Exercise brief: Work through the data below and copy out every line where "impl" is found.

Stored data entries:
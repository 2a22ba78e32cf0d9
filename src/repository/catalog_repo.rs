// ==========================================
// 合同录入引擎 - 参考目录仓储
// ==========================================
// 职责: 只读访问参考表与合同模板
// 红线: Repository 不含业务逻辑
// ==========================================

use crate::domain::catalog::{CatalogEntry, FormulaDefinition, MarketIndex, PayableFormula};
use crate::domain::template::{ContractTemplate, TemplateBundle, TemplatePayable, TemplatePenalty};
use crate::domain::types::ContractType;
use crate::engine::catalog_loader::CatalogSource;
use crate::repository::error::{RepositoryError, RepositoryResult};
use async_trait::async_trait;
use rusqlite::{params, Connection, OptionalExtension, Result as SqliteResult};
use std::sync::{Arc, Mutex};

/// 可按 id/name 读取的简单参考表
const ENTRY_TABLES: [&str; 5] = ["vendor", "buyer", "product", "country", "incoterm"];

// ==========================================
// CatalogRepository
// ==========================================
pub struct CatalogRepository {
    conn: Arc<Mutex<Connection>>,
}

impl CatalogRepository {
    pub fn new(db_path: &str) -> RepositoryResult<Self> {
        let conn = crate::db::open_sqlite_connection(db_path)?;
        Ok(Self {
            conn: Arc::new(Mutex::new(conn)),
        })
    }

    pub fn from_connection(conn: Arc<Mutex<Connection>>) -> Self {
        Self { conn }
    }

    fn get_conn(&self) -> RepositoryResult<std::sync::MutexGuard<'_, Connection>> {
        self.conn
            .lock()
            .map_err(|e| RepositoryError::LockError(e.to_string()))
    }

    /// 读取 id/name 参考表（按 name 排序）
    pub fn list_entries(&self, table: &str) -> RepositoryResult<Vec<CatalogEntry>> {
        // 表名不能参数化，限定白名单
        if !ENTRY_TABLES.contains(&table) {
            return Err(RepositoryError::FieldValueError {
                field: "table".to_string(),
                message: format!("不支持的参考表: {}", table),
            });
        }

        let conn = self.get_conn()?;
        let sql = format!("SELECT id, name FROM {} ORDER BY name ASC, id ASC", table);
        let mut stmt = conn.prepare(&sql)?;
        let entries = stmt
            .query_map([], |row| {
                Ok(CatalogEntry {
                    id: row.get(0)?,
                    name: row.get(1)?,
                })
            })?
            .collect::<SqliteResult<Vec<_>>>()?;
        Ok(entries)
    }

    pub fn list_payable_formulas(&self) -> RepositoryResult<Vec<PayableFormula>> {
        let conn = self.get_conn()?;
        let mut stmt =
            conn.prepare("SELECT id, name, is_deduction FROM payable_formula ORDER BY name ASC, id ASC")?;
        let formulas = stmt
            .query_map([], |row| {
                Ok(PayableFormula {
                    id: row.get(0)?,
                    name: row.get(1)?,
                    is_deduction: row.get::<_, i64>(2)? != 0,
                })
            })?
            .collect::<SqliteResult<Vec<_>>>()?;
        Ok(formulas)
    }

    /// 读取公式定义表（penalty_formula / refining_expense_formula）
    fn list_formula_definitions(&self, table: &str) -> RepositoryResult<Vec<FormulaDefinition>> {
        let conn = self.get_conn()?;
        let sql = format!("SELECT id, name FROM {} ORDER BY name ASC, id ASC", table);
        let mut stmt = conn.prepare(&sql)?;
        let formulas = stmt
            .query_map([], |row| {
                Ok(FormulaDefinition {
                    id: row.get(0)?,
                    name: row.get(1)?,
                })
            })?
            .collect::<SqliteResult<Vec<_>>>()?;
        Ok(formulas)
    }

    pub fn list_penalty_formulas(&self) -> RepositoryResult<Vec<FormulaDefinition>> {
        self.list_formula_definitions("penalty_formula")
    }

    pub fn list_refining_expense_formulas(&self) -> RepositoryResult<Vec<FormulaDefinition>> {
        self.list_formula_definitions("refining_expense_formula")
    }

    pub fn list_market_indices(&self) -> RepositoryResult<Vec<MarketIndex>> {
        let conn = self.get_conn()?;
        let mut stmt = conn.prepare("SELECT id, name FROM market_index ORDER BY name ASC, id ASC")?;
        let indices = stmt
            .query_map([], |row| {
                Ok(MarketIndex {
                    id: row.get(0)?,
                    name: row.get(1)?,
                })
            })?
            .collect::<SqliteResult<Vec<_>>>()?;
        Ok(indices)
    }

    // ===== 模板 =====

    pub fn list_templates(&self) -> RepositoryResult<Vec<ContractTemplate>> {
        let conn = self.get_conn()?;
        let mut stmt = conn.prepare(
            r#"
            SELECT template_id, name, contract_type, incoterm_id
            FROM contract_template
            ORDER BY name ASC
            "#,
        )?;
        let templates = stmt
            .query_map([], map_template_row)?
            .collect::<SqliteResult<Vec<_>>>()?;
        Ok(templates)
    }

    /// 读取模板及其应付/罚则条款
    ///
    /// # 返回
    /// - Ok(Some(TemplateBundle)): 找到模板
    /// - Ok(None): 模板不存在
    pub fn find_template_bundle(&self, template_id: &str) -> RepositoryResult<Option<TemplateBundle>> {
        let conn = self.get_conn()?;

        let template = conn
            .query_row(
                r#"
                SELECT template_id, name, contract_type, incoterm_id
                FROM contract_template
                WHERE template_id = ?1
                "#,
                params![template_id],
                map_template_row,
            )
            .optional()?;

        let template = match template {
            Some(t) => t,
            None => return Ok(None),
        };

        let mut stmt = conn.prepare(
            r#"
            SELECT formula_id, metal, deduction_value, deduction_unit, balance_percentage, market_index_id
            FROM contract_template_payable
            WHERE template_id = ?1
            ORDER BY id ASC
            "#,
        )?;
        let payables = stmt
            .query_map(params![template_id], |row| {
                Ok(TemplatePayable {
                    formula_id: row.get(0)?,
                    metal: row.get(1)?,
                    deduction_value: row.get(2)?,
                    deduction_unit: row.get(3)?,
                    balance_percentage: row.get(4)?,
                    market_index_id: row.get(5)?,
                })
            })?
            .collect::<SqliteResult<Vec<_>>>()?;

        let mut stmt = conn.prepare(
            r#"
            SELECT formula_id, metal, amount_usd, lower_limit, lower_limit_unit, upper_limit, upper_limit_unit
            FROM contract_template_penalty
            WHERE template_id = ?1
            ORDER BY id ASC
            "#,
        )?;
        let penalties = stmt
            .query_map(params![template_id], |row| {
                Ok(TemplatePenalty {
                    formula_id: row.get(0)?,
                    metal: row.get(1)?,
                    amount_usd: row.get(2)?,
                    lower_limit: row.get(3)?,
                    lower_limit_unit: row.get(4)?,
                    upper_limit: row.get(5)?,
                    upper_limit_unit: row.get(6)?,
                })
            })?
            .collect::<SqliteResult<Vec<_>>>()?;

        Ok(Some(TemplateBundle {
            template,
            payables,
            penalties,
        }))
    }
}

fn map_template_row(row: &rusqlite::Row<'_>) -> SqliteResult<ContractTemplate> {
    Ok(ContractTemplate {
        template_id: row.get(0)?,
        name: row.get(1)?,
        contract_type: row
            .get::<_, Option<String>>(2)?
            .and_then(|s| ContractType::parse(&s)),
        incoterm_id: row.get(3)?,
    })
}

// ==========================================
// CatalogSource 实现
// ==========================================
#[async_trait]
impl CatalogSource for CatalogRepository {
    async fn vendors(&self) -> RepositoryResult<Vec<CatalogEntry>> {
        self.list_entries("vendor")
    }

    async fn buyers(&self) -> RepositoryResult<Vec<CatalogEntry>> {
        self.list_entries("buyer")
    }

    async fn products(&self) -> RepositoryResult<Vec<CatalogEntry>> {
        self.list_entries("product")
    }

    async fn countries(&self) -> RepositoryResult<Vec<CatalogEntry>> {
        self.list_entries("country")
    }

    async fn incoterms(&self) -> RepositoryResult<Vec<CatalogEntry>> {
        self.list_entries("incoterm")
    }

    async fn payable_formulas(&self) -> RepositoryResult<Vec<PayableFormula>> {
        self.list_payable_formulas()
    }

    async fn penalty_formulas(&self) -> RepositoryResult<Vec<FormulaDefinition>> {
        self.list_penalty_formulas()
    }

    async fn refining_expense_formulas(&self) -> RepositoryResult<Vec<FormulaDefinition>> {
        self.list_refining_expense_formulas()
    }

    async fn market_indices(&self) -> RepositoryResult<Vec<MarketIndex>> {
        self.list_market_indices()
    }

    async fn template_bundle(&self, template_id: &str) -> RepositoryResult<Option<TemplateBundle>> {
        self.find_template_bundle(template_id)
    }
}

Solved exercise:
impl CatalogRepository {
impl CatalogSource for CatalogRepository {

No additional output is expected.